From Wednesday, 2 February, motorists will be paying substantially more for fuel – 53c more per litre for petrol and up to 80c more for diesel – putting cash-strapped South Africans under even more pressure. The good news is that, through a few relatively simple and practical changes to the way they drive and maintain their cars, they can save themselves some serious cash – around R20 000 a year.
“A few minor changes could lead to big savings. R100 here and R50 there eventually add up to substantial savings over a year,” says Susan Steward from Budget Insurance, “The tweaks we can make on the road may seem insignificant, but could very well help you to buy other essentials, settle debt faster, save more or even go on that well-deserved family break.”
With a few minor adjustments to your driving habits and with regular car maintenance, you can boost the fuel efficiency of your car by as much as 40%. So, if you fill up 4 times a month, or 48 times a year at roughly R1000 per tank, a 40% reduction in fuel consumption could save you close to R20 000 a year.
Budget Insurance offers the following tips to save on fuel:
- Service smart: A car can burn up to 30% more fuel if proper maintenance is not performed on a regular schedule, so make sure that your car is serviced regularly. Things like worn spark plugs, worn rings, faulty injectors, sticky brakes, low coolant levels, dirty oil, and dirty filters all lead to inefficiency and higher fuel consumption
- Wheel wise: Check your car’s wheel alignment. Bad wheel alignment causes more friction, which takes more power to overcome and results in higher fuel consumption.
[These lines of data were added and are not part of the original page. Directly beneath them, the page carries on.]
//! Memory-device logging - double-buffered log stream to disk.
//!
//! The device reader pushes `USER_SPACE_DATA` fields into a [`LogPipeline`]
//! (it is a [`DataSink`]). A dedicated writer thread drains full slots to
//! per-processor files:
//!
//! ```text
//! reader ──fill──► [slot 0 | slot 1] ──ready──► writer ──64K chunks──► diag_log_*.qmdl
//!        ◄──free──                   ◄─release─
//! ```
//!
//! Shutdown runs in three phases:
//! 1. [`LogPipeline::request_flush`] stops accepting data
//! 2. [`LogPipeline::hand_over`] passes the reader's partial slot to the writer
//! 3. [`LogPipeline::wait_flushed`] waits for the writer to drain and close
//!    its files, then empties both slots
//!
//! A flushed pipeline accepts no more data.
//!
//! # Example
//!
//! ```
//! use diag_transport::config::LoggingConfig;
//! use diag_transport::mdlog::LogPipeline;
//! use diag_transport::mux::DataSink;
//! use std::time::Duration;
//!
//! let dir = tempfile::tempdir().unwrap();
//! let config = LoggingConfig {
//!     output_dir: dir.path().to_path_buf(),
//!     ..Default::default()
//! };
//!
//! let pipeline = LogPipeline::start(&config).unwrap();
//! pipeline.accept(0, b"log packet");
//! pipeline.flush(Duration::from_secs(5)).unwrap();
//!
//! assert_eq!(pipeline.log_files(0).unwrap().len(), 1);
//! ```

mod double_buffer;
mod files;

pub use double_buffer::FlushPhase;
pub use files::{
    list_log_files, proc_dir, HDLC_EXTENSION, LOG_FILE_PREFIX, MAX_FILES_IN_LIST,
    NON_HDLC_EXTENSION,
};

use std::path::PathBuf;
use std::sync::atomic::{AtomicBool, Ordering};
use std::sync::Arc;
use std::thread::JoinHandle;
use std::time::Duration;

use parking_lot::Mutex;

use crate::config::LoggingConfig;
use crate::error::{DiagError, Result};
use crate::mux::DataSink;
use crate::protocol::qsr::{Guid, QshrinkHeader};

use double_buffer::DoubleBuffer;
use files::LogFiles;

/// Default wait for the writer during shutdown.
pub const DEFAULT_FLUSH_TIMEOUT: Duration = Duration::from_secs(30);

/// Double-buffered disk logger with its writer thread.
pub struct LogPipeline {
    buffer: Arc<DoubleBuffer>,
    output_dir: PathBuf,
    hdlc_enabled: Arc<AtomicBool>,
    qshrink: Arc<Mutex<QshrinkHeader>>,
    writer: Mutex<Option<JoinHandle<()>>>,
}

impl LogPipeline {
    /// Create the output directory and start the writer thread.
    pub fn start(config: &LoggingConfig) -> Result<Self> {
        std::fs::create_dir_all(&config.output_dir)?;

        let buffer = Arc::new(DoubleBuffer::new(config.disk_buf_size));
        let hdlc_enabled = Arc::new(AtomicBool::new(config.hdlc_enabled));
        let qshrink = Arc::new(Mutex::new(QshrinkHeader::new()));
        let files = LogFiles::new(config, Arc::clone(&hdlc_enabled), Arc::clone(&qshrink));

        let writer = {
            let buffer = Arc::clone(&buffer);
            std::thread::Builder::new()
                .name("diag-disk-writer".into())
                .spawn(move || write_to_disk(buffer, files))?
        };
        tracing::debug!(
            "Disk logging to {} ({} byte regions)",
            config.output_dir.display(),
            buffer.region_size()
        );

        Ok(Self {
            buffer,
            output_dir: config.output_dir.clone(),
            hdlc_enabled,
            qshrink,
            writer: Mutex::new(Some(writer)),
        })
    }

    /// Record a database GUID for the header of `.qmdl2` files opened from
    /// now on.
    pub fn add_guid(&self, guid: Guid) {
        self.qshrink.lock().add_guid(guid);
    }

    #[inline]
    pub fn hdlc_enabled(&self) -> bool {
        self.hdlc_enabled.load(Ordering::Acquire)
    }

    pub fn phase(&self) -> FlushPhase {
        self.buffer.phase()
    }

    /// Phase 1: stop accepting data.
    pub fn request_flush(&self) {
        self.buffer.request_flush();
    }

    /// Phase 2: hand the partially filled slot to the writer. Called by the
    /// reader once it has stopped.
    pub fn hand_over(&self) {
        self.buffer.hand_over();
    }

    /// Phase 3: wait for the writer to drain, then empty both slots.
    ///
    /// Returns `false` if the writer did not finish within `timeout`.
    pub fn wait_flushed(&self, timeout: Duration) -> bool {
        if !self.buffer.wait_drained(timeout) {
            tracing::error!("Disk writer did not drain within {:?}", timeout);
            return false;
        }
        if let Some(writer) = self.writer.lock().take() {
            if writer.join().is_err() {
                tracing::error!("Disk writer thread panicked");
            }
        }
        self.buffer.reset();
        true
    }

    /// Run all three phases from one thread. Use when no reader is feeding
    /// the pipeline.
    pub fn flush(&self, timeout: Duration) -> Result<()> {
        self.request_flush();
        self.hand_over();
        if self.wait_flushed(timeout) {
            Ok(())
        } else {
            Err(DiagError::Timeout("disk writer".into()))
        }
    }

    /// Log files currently on disk for processor `proc`, oldest first.
    pub fn log_files(&self, proc: usize) -> Result<Vec<PathBuf>> {
        let dir = proc_dir(&self.output_dir, proc);
        if !dir.exists() {
            return Ok(Vec::new());
        }
        Ok(list_log_files(&dir)?
            .into_iter()
            .map(|name| dir.join(name))
            .collect())
    }
}

impl DataSink for LogPipeline {
    fn accept(&self, proc: usize, data: &[u8]) {
        self.buffer.fill(proc, data);
    }

    fn set_hdlc(&self, enabled: bool) {
        self.hdlc_enabled.store(enabled, Ordering::Release);
    }
}

impl Drop for LogPipeline {
    fn drop(&mut self) {
        if self.phase() < FlushPhase::Drained {
            if let Err(e) = self.flush(DEFAULT_FLUSH_TIMEOUT) {
                tracing::warn!("Log pipeline dropped unflushed: {}", e);
            }
        }
    }
}

fn write_to_disk(buffer: Arc<DoubleBuffer>, mut files: LogFiles) {
    tracing::debug!("Disk writer started");
    while let Some((index, regions)) = buffer.next_ready() {
        for (proc, region) in regions.iter().enumerate() {
            if region.is_empty() {
                continue;
            }
            if let Err(e) = files.write_region(proc, region) {
                tracing::error!(
                    "Dropping {} bytes of processor {} log data: {}",
                    region.len(),
                    proc,
                    e
                );
            }
        }
        buffer.release(index, regions);
    }
    files.close_all();
    buffer.finish();
    tracing::debug!("Disk writer drained");
}
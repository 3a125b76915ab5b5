//! Stream type tags, processor tokens and command codes.
//!
//! Every chunk read from the device begins with a 4-byte little-endian type
//! tag naming the logical channel it belongs to. Data from remote processors
//! is additionally prefixed with a negative processor token.

/// Message mask update.
pub const MSG_MASKS_TYPE: u32 = 0x0000_0001;
/// Log mask update.
pub const LOG_MASKS_TYPE: u32 = 0x0000_0002;
/// Event mask update.
pub const EVENT_MASKS_TYPE: u32 = 0x0000_0004;
/// Command packet from the host.
pub const PKT_TYPE: u32 = 0x0000_0008;
/// Reader must stop.
pub const DEINIT_TYPE: u32 = 0x0000_0010;
/// Log stream destined for disk or callback.
pub const USER_SPACE_DATA_TYPE: u32 = 0x0000_0020;
/// DCI response and stream data.
pub const DCI_DATA_TYPE: u32 = 0x0000_0040;
/// Raw request written towards a peripheral.
pub const USER_SPACE_RAW_DATA_TYPE: u32 = 0x0000_0080;
/// DCI log mask update.
pub const DCI_LOG_MASKS_TYPE: u32 = 0x0000_0100;
/// DCI event mask update.
pub const DCI_EVENT_MASKS_TYPE: u32 = 0x0000_0200;
/// Command packet arriving over DCI.
pub const DCI_PKT_TYPE: u32 = 0x0000_0400;
/// HDLC framing toggled by the device.
pub const HDLC_SUPPORT_TYPE: u32 = 0x0000_1000;

/// Immediate command response written back to the device.
pub const RESPONSE_TYPE: u32 = 3;
/// Delayed command response written back to the device.
pub const DELAYED_RESPONSE_TYPE: u32 = 4;

/// Data type bits heading a report written by this process. An event seen
/// only by the local mask carries no bit at all.
pub const DATA_TYPE_EVENT: u32 = 0;
/// Extended message (F3) report.
pub const DATA_TYPE_F3: u32 = 1;
/// Log report.
pub const DATA_TYPE_LOG: u32 = 2;
/// Log report wanted by a DCI client.
pub const DATA_TYPE_DCI_LOG: u32 = 0x0000_0100;
/// Event report wanted by a DCI client.
pub const DATA_TYPE_DCI_EVENT: u32 = 0x0000_0200;

/// Log report command.
pub const DIAG_LOG_F: u8 = 16;
/// Event report command.
pub const DIAG_EVENT_REPORT_F: u8 = 96;
/// Extended message command.
pub const DIAG_EXT_MSG_F: u8 = 121;

/// Marker byte for an immediate response relayed over DCI.
pub const DCI_PKT_RSP_CODE: u8 = 0x93;
/// Marker for a delayed (v2) response relayed over DCI.
pub const DCI_DELAYED_RSP_CODE: u8 = 0x94;

/// Legacy subsystem dispatch command.
pub const DIAG_SUBSYS_CMD_F: u8 = 75;
/// Subsystem dispatch with delayed-response support.
pub const DIAG_SUBSYS_CMD_VER_2_F: u8 = 128;
/// Bad command response code.
pub const DIAG_BAD_CMD_F: u8 = 19;
/// Bad parameter response code.
pub const DIAG_BAD_PARM_F: u8 = 20;
/// Bad length response code.
pub const DIAG_BAD_LEN_F: u8 = 21;
/// Diag service subsystem id.
pub const DIAG_SUBSYS_DIAG_SERV: u8 = 18;

/// Number of processor slots (local plus nine remotes).
pub const NUM_PROC: usize = 10;

/// Token of the first external modem.
pub const MDM_TOKEN: i32 = -1;
/// Token of the QSC processor.
pub const QSC_TOKEN: i32 = -5;

/// Processor tokens indexed by processor number.
pub const TOKEN_LIST: [i32; NUM_PROC] = [0, -1, -2, -3, -4, -5, -6, -7, -8, -9];

/// Sub-directory names for remote processors.
pub const PROC_NAMES: [&str; NUM_PROC] = [
    "", "/mdm", "/mdm2", "/mdm3", "/mdm4", "/qsc", "/mdm5", "/mdm6", "/mdm7", "/mdm8",
];

/// Masks that must be seen before the mask sync completes.
pub const MASK_SYNC_COMPLETE: u32 = MSG_MASKS_TYPE | LOG_MASKS_TYPE | EVENT_MASKS_TYPE;

/// Map a processor token to its processor index.
///
/// Returns `Some(0)` for any non-negative value (local data carries no token),
/// `Some(-t)` for a known remote token and `None` otherwise.
///
/// ```
/// use diag_transport::protocol::valid_token;
///
/// assert_eq!(valid_token(-3), Some(3));
/// assert_eq!(valid_token(42), Some(0));
/// assert_eq!(valid_token(-12), None);
/// ```
pub fn valid_token(token: i32) -> Option<usize> {
    if token >= 0 {
        return Some(0);
    }
    TOKEN_LIST
        .iter()
        .position(|&t| t == token)
}

/// DCI processors.
#[derive(Debug, Clone, Copy, PartialEq, Eq, Hash)]
pub enum DciProc {
    /// Local application processor.
    Local = 0,
    /// External modem.
    Mdm = 1,
}

impl DciProc {
    /// Processor from its numeric index.
    pub fn from_index(index: i32) -> Option<Self> {
        match index {
            0 => Some(DciProc::Local),
            1 => Some(DciProc::Mdm),
            _ => None,
        }
    }

    #[inline]
    pub fn index(self) -> usize {
        self as usize
    }
}

/// Real-time vote values.
#[derive(Debug, Clone, Copy, PartialEq, Eq)]
pub enum RealTimeMode {
    RealTime = 1,
    NonRealTime = 2,
}

/// Peripherals accepting buffering configuration.
pub const NUM_PERIPHERALS: i32 = 4;

/// Peripheral buffering modes.
#[derive(Debug, Clone, Copy, PartialEq, Eq)]
pub enum BufferingMode {
    Streaming = 0,
    Threshold = 1,
    Circular = 2,
}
- Pressure check: Check for underinflated tyres, as these, too, increase resistance.
- Air con costs a cool buck: Use the air conditioning only when necessary, as it places additional load on the engine.
- Dead weight: Reduce the vehicle’s weight by removing unnecessary items from it and, if you mostly do city driving, consider driving with only half a tank of fuel.
- Nice and slow: Don’t speed. The gas-guzzling effects of “stepping on it” are well-known.
- Don’t stop-start: Maintain momentum by looking and planning ahead, flowing with traffic and timing your approaches to hills, traffic lights and crossings better.
- Geared for efficiency: Drive at the lowest speed in the highest gear that the road and traffic conditions allow, without labouring the engine.
- Tech savvy: Many vehicles have economy settings to optimise performance, throttle response, ride height etc. for maximum fuel efficiency. Use them to your advantage.
- Plan ahead: Use your GPS to check for traffic and avoid problem areas. Do several tasks on one round trip, as opposed to many shorter ones. This eliminates unnecessary mileage and saves time.
- Wait out the rush: Battling through traffic not only increases fuel consumption, but also causes wear and tear, especially on your vehicle’s transmission and brakes.
“If it’s within your reach, it could also be a smart move to sell that big or old gas guzzler and rather invest in a vehicle that runs on less expensive fuel, or is just more economical to drive,” Steward concludes, “It needn’t cost and arm and a leg either. With a bit of smart bargain shopping you could save on repayments, maintenance costs, insurance and fuel.”